C'était en 1984, à la radio et dans les couloirs du lycée il n'y en avait que pour le prix Goncourt attribué à "L'amant" de Marguerite Duras, pris sans doute du désir paradoxale de faire comme tout le monde et de me singulariser, j'ai acheté dans une librairie qui n'était pas ma régulière ce bouquin en format poche qui sur sa couverture affichait prix Goncourt sans trop être conscient qu'il s'agissait de celui de l'année d'avant.
Pourquoi cette introduction personnelle ? Parce que ce roman assez étrange, où l'auteur multiplie les dédoublements, me semble illustrer mon rapport au monde.

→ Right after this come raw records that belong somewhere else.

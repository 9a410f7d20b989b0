//! The cell lookup interface consumed by the formula engine

use crate::cell::CellValue;

/// Something that can answer "what is in cell (row, col)?"
///
/// This is the only thing the formula engine needs from a host grid. Lookups
/// are synchronous and are not cached by the engine; a host with expensive
/// lookups should memoise on its side.
///
/// Any `Fn(u32, u32) -> CellValue` closure is a `CellSource`:
///
/// ```
/// use gridcalc_core::{CellSource, CellValue};
///
/// let source = |row: u32, col: u32| CellValue::from(f64::from(row * 10 + col));
/// assert_eq!(source.cell_value(2, 3), CellValue::Number(23.0));
/// ```
pub trait CellSource {
    /// Look up the raw value at a zero-based row and column
    fn cell_value(&self, row: u32, col: u32) -> CellValue;
}

impl<F> CellSource for F
where
    F: Fn(u32, u32) -> CellValue,
{
    fn cell_value(&self, row: u32, col: u32) -> CellValue {
        self(row, col)
    }
}
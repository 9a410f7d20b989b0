//! gridcalc CLI - formula evaluation and CSV calculation tool

use anyhow::{Context, Result};
use clap::{Parser, Subcommand};
use gridcalc::prelude::*;
use gridcalc::{formula_references, LineTerminator};
use std::io::{self, Write};
use std::path::{Path, PathBuf};

#[derive(Parser)]
#[command(name = "gridcalc")]
#[command(author, version, about = "Spreadsheet formula evaluation tool")]
struct Cli {
    #[command(subcommand)]
    command: Commands,
}

#[derive(Subcommand)]
enum Commands {
    /// Evaluate a single formula and print the result
    Eval {
        /// Formula or cell text, e.g. "=SUM(A1:A3)"
        formula: String,

        /// CSV file supplying the cells the formula reads (default: all empty)
        #[arg(short, long)]
        grid: Option<PathBuf>,

        /// Skip the first row of the grid file
        #[arg(long)]
        header: bool,

        /// Largest range a function may expand to
        #[arg(long, default_value_t = EvaluationOptions::DEFAULT_MAX_RANGE_CELLS)]
        max_range_cells: u64,
    },

    /// Calculate every formula in a CSV file and output the displayed values
    #[command(alias = "calculate")]
    Calc {
        /// Input CSV file
        input: PathBuf,

        /// Output CSV file (default: stdout)
        #[arg(short, long)]
        output: Option<PathBuf>,

        /// Field delimiter for input and output (default: comma)
        #[arg(short, long, default_value = ",")]
        delimiter: char,

        /// Skip the first row of the input
        #[arg(long)]
        header: bool,

        /// Largest range a function may expand to
        #[arg(long, default_value_t = EvaluationOptions::DEFAULT_MAX_RANGE_CELLS)]
        max_range_cells: u64,
    },

    /// List the cells and ranges a formula references
    Refs {
        /// Formula text
        formula: String,
    },

    /// Report whether text would be treated as a formula
    Check {
        /// Cell text
        value: String,
    },
}

fn main() -> Result<()> {
    let cli = Cli::parse();

    match cli.command {
        Commands::Eval {
            formula,
            grid,
            header,
            max_range_cells,
        } => eval(&formula, grid.as_deref(), header, max_range_cells),
        Commands::Calc {
            input,
            output,
            delimiter,
            header,
            max_range_cells,
        } => calc(&input, output.as_deref(), delimiter, header, max_range_cells),
        Commands::Refs { formula } => list_references(&formula),
        Commands::Check { value } => check(&value),
    }
}

fn eval(formula: &str, grid: Option<&Path>, header: bool, max_range_cells: u64) -> Result<()> {
    let grid = match grid {
        Some(path) => read_grid(path, b',', header)?,
        None => Grid::new(),
    };

    let options = EvaluationOptions { max_range_cells };
    let output = gridcalc::evaluate_formula_with_options(formula, &grid, &options);
    println!("{}", output);

    Ok(())
}

fn calc(
    input: &Path,
    output: Option<&Path>,
    delimiter: char,
    header: bool,
    max_range_cells: u64,
) -> Result<()> {
    let delimiter = u8::try_from(delimiter)
        .with_context(|| format!("Delimiter '{}' is not a single byte", delimiter))?;

    let grid = read_grid(input, delimiter, header)?;

    let calculated = grid.calculate_with_options(&CalculationOptions {
        evaluation: EvaluationOptions { max_range_cells },
    });

    let stats = &calculated.stats;
    eprintln!(
        "Calculated {} of {} formulas ({} errors, {} circular)",
        stats.cells_calculated, stats.formula_count, stats.errors, stats.circular_references
    );

    let options = CsvWriteOptions {
        delimiter,
        line_terminator: LineTerminator::LF,
        ..Default::default()
    };

    if let Some(output_path) = output {
        CsvWriter::write_file(&calculated.values, output_path, &options)
            .with_context(|| format!("Failed to write '{}'", output_path.display()))?;
        eprintln!("Wrote '{}'", output_path.display());
    } else {
        let stdout = io::stdout();
        let mut handle = stdout.lock();
        CsvWriter::write(&calculated.values, &mut handle, &options)
            .context("Failed to write to stdout")?;
        handle.flush().context("Failed to write to stdout")?;
    }

    Ok(())
}

fn read_grid(path: &Path, delimiter: u8, header: bool) -> Result<Grid> {
    let options = CsvReadOptions {
        delimiter,
        has_header: header,
        ..Default::default()
    };
    CsvReader::read_file(path, &options)
        .with_context(|| format!("Failed to open '{}'", path.display()))
}

fn list_references(formula: &str) -> Result<()> {
    let references = formula_references(formula);
    if references.is_empty() {
        eprintln!("No cell references found");
    }

    for reference in references {
        println!("{}\t{} cells", reference, reference.cell_count());
    }

    Ok(())
}

fn check(value: &str) -> Result<()> {
    if is_formula(value) {
        println!("formula");
    } else {
        println!("text");
    }

    Ok(())
}
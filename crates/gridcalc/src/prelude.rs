//! Prelude module - common imports for gridcalc users
//!
//! ```rust
//! use gridcalc::prelude::*;
//! ```

pub use crate::{
    // Calculation types
    CalculatedGrid,
    CalculationOptions,
    CalculationStats,
    // Cell types
    CellRange,
    CellReference,
    CellSource,
    CellValue,
    // Formula types
    EvaluationOptions,
    FormulaOutput,
    Grid,
    // Extension traits
    GridCalculationExt,
    // Functions
    evaluate_formula,
    is_formula,
};

#[cfg(feature = "csv")]
pub use crate::{CsvReadOptions, CsvReader, CsvWriteOptions, CsvWriter};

Un homme souhaite écrire mais n'y parviens pas jusqu'au moment où il s'incarne dans un être de fiction qu'il invente. Puis quand arrive le moment d'offrir le livre au monde il s'associe à un autre qui à son tour incarne aux yeux de tous cet être qui n'existe pas.
Plus encore que la traversé des horreurs du second 20° siècle (l'action débute avant la seconde guerre mondiale) c'est le principe même de ce roman étrange qui m'a toujours fasciné.
Le désir d'un homme de créer et d'être reconnu et qui n'y parviens qu'en recourant à une imposture (il prend un pseudonyme) me renvois à mon propre sentiment d'imposture, le deuxième homme qui l'aide et qui devient l'auteur aux yeux du monde incarne un désir de briller... qui n'a pas rêver en grattant trois lignes sur un cahier de passer un jour prochain à Apostrophe ? (Pardon pour la référence ancienne mais j'en ais pas d'autres).
Association d'imposteurs qui tentent d'assouvir leurs désirs sans le risque d'être blesser par lui mais qui à la fin devront honnêtement se confronter à lui. L'auteur devra se révéler au monde et le propagateur se confronter à son sentiment de vacuité.
Finalement je n'ai pas lu Duras cette année là (ni pas la suite d'ailleurs) et ce livre qui m'a tellement absorbé n'a cesser d'agir comme un miroir même si l'avoir lu ne m'a pas permis de briller dans les couloir du lycée.